O que é a Cultura?
por Guillaume Faye
Específica para o ser humano, a cultura, parte integrante da natureza fisiológica humana, é a “estrutura” através da qual interpretamos o mundo, na ausência de comportamentos pré-programados (neotenia). Cada grupo, cada povo, constrói, portanto, a sua própria cultura específica, baseada na sua hereditariedade e ambiente.
Os seres humanos estão biologicamente programados para adicionar comportamentos culturais aos seus comportamentos inatos. A cultura, tal como o potencial genético, está sujeita a seleção e evolução. A história caracteriza precisamente o movimento evolutivo de uma cultura. O termo “civilização” refere-se ao aspecto exterior e material da cultura; este abrange a linguagem, os gestos, as artes e a ideologia, desde o mais simples ao mais complexo. A humanidade tem uma necessidade biológica de culturas diferentes e divergentes. Além disso, cada grupo étnico é adaptado e moldado pela sua própria cultura, mesmo enquanto evolui. Daí o perigo da aculturação (a adopção completa de uma cultura estrangeira). Daí o erro de opor cultura (adquirida) e natureza biológica (inata): a biologia herdada de um grupo e a cultura recebida estão, na verdade, em constante interação.

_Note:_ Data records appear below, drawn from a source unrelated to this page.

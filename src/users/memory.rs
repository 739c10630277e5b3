use std::cmp::Reverse;
use std::sync::Mutex;

use async_trait::async_trait;
use time::OffsetDateTime;

use crate::users::repo::{RepoError, UniqueField, UserStore};
use crate::users::repo_types::{NewUserRecord, User, UserChanges};

/// `UserStore` backed by a vector, mirroring the SQL store's unique
/// constraints, ordering and ILIKE search.
#[derive(Default)]
pub struct InMemoryUserStore {
    inner: Mutex<Inner>,
}

#[derive(Default)]
struct Inner {
    next_id: i64,
    rows: Vec<User>,
}

impl Inner {
    fn check_unique(&self, id: Option<i64>, email: &str, cpf: &str) -> Result<(), RepoError> {
        for row in self.rows.iter().filter(|r| Some(r.id) != id) {
            if row.email == email {
                return Err(RepoError::Duplicate(UniqueField::Email));
            }
            if row.cpf == cpf {
                return Err(RepoError::Duplicate(UniqueField::Cpf));
            }
        }
        Ok(())
    }

    fn matching(&self, filter: Option<&str>) -> Vec<&User> {
        let needle = filter.map(str::to_lowercase);
        self.rows
            .iter()
            .filter(|u| match &needle {
                None => true,
                Some(n) => {
                    u.name.to_lowercase().contains(n)
                        || u.email.to_lowercase().contains(n)
                        || u.cpf.contains(n.as_str())
                }
            })
            .collect()
    }
}

impl InMemoryUserStore {
    pub fn password_hash(&self, id: i64) -> Option<String> {
        let inner = self.inner.lock().unwrap();
        inner
            .rows
            .iter()
            .find(|u| u.id == id)
            .map(|u| u.password_hash.clone())
    }
}

#[async_trait]
impl UserStore for InMemoryUserStore {
    async fn count(&self, filter: Option<&str>) -> Result<i64, RepoError> {
        let inner = self.inner.lock().unwrap();
        Ok(inner.matching(filter).len() as i64)
    }

    async fn page(
        &self,
        filter: Option<&str>,
        limit: i64,
        offset: i64,
    ) -> Result<Vec<User>, RepoError> {
        let inner = self.inner.lock().unwrap();
        let mut rows = inner.matching(filter);
        rows.sort_by_key(|u| Reverse((u.created_at, u.id)));
        Ok(rows
            .into_iter()
            .skip(offset as usize)
            .take(limit as usize)
            .cloned()
            .collect())
    }

    async fn find_by_id(&self, id: i64) -> Result<Option<User>, RepoError> {
        let inner = self.inner.lock().unwrap();
        Ok(inner.rows.iter().find(|u| u.id == id).cloned())
    }

    async fn insert(&self, user: NewUserRecord) -> Result<User, RepoError> {
        let mut inner = self.inner.lock().unwrap();
        inner.check_unique(None, &user.email, &user.cpf)?;

        inner.next_id += 1;
        let now = OffsetDateTime::now_utc();
        let row = User {
            id: inner.next_id,
            name: user.name,
            email: user.email,
            password_hash: user.password_hash,
            cpf: user.cpf,
            phone: user.phone,
            birth_date: user.birth_date,
            created_at: now,
            updated_at: now,
        };
        inner.rows.push(row.clone());
        Ok(row)
    }

    async fn update(&self, id: i64, changes: UserChanges) -> Result<Option<User>, RepoError> {
        let mut inner = self.inner.lock().unwrap();
        let Some(current) = inner.rows.iter().find(|u| u.id == id).cloned() else {
            return Ok(None);
        };

        let email = changes.email.unwrap_or(current.email);
        let cpf = changes.cpf.unwrap_or(current.cpf);
        inner.check_unique(Some(id), &email, &cpf)?;

        let updated = User {
            id,
            name: changes.name.unwrap_or(current.name),
            email,
            password_hash: changes.password_hash.unwrap_or(current.password_hash),
            cpf,
            phone: changes.phone.unwrap_or(current.phone),
            birth_date: changes.birth_date.unwrap_or(current.birth_date),
            created_at: current.created_at,
            updated_at: OffsetDateTime::now_utc(),
        };
        if let Some(slot) = inner.rows.iter_mut().find(|u| u.id == id) {
            *slot = updated.clone();
        }
        Ok(Some(updated))
    }

    async fn delete(&self, id: i64) -> Result<u64, RepoError> {
        let mut inner = self.inner.lock().unwrap();
        let before = inner.rows.len();
        inner.rows.retain(|u| u.id != id);
        Ok((before - inner.rows.len()) as u64)
    }
}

As culturas podem influenciar-se mutuamente sem perder a sua essência, mas ao fundirem-se numa mesma cultura, como acontece hoje, a humanidade corre o risco de regredir a um novo primitivismo, de se tornar involutiva. Para nós, defender e promover uma cultura europeia específica não significa reivindicar algo “supérfluo”, um “ornamento”, mas sim preservar a essência de quem somos. Desculturada, a pessoa deixa de ser ela própria: pior, perde parte da sua própria humanidade. É na frente cultural que se decide hoje o futuro dos povos europeus. É por isso que escolhemos lutar neste campo de batalha.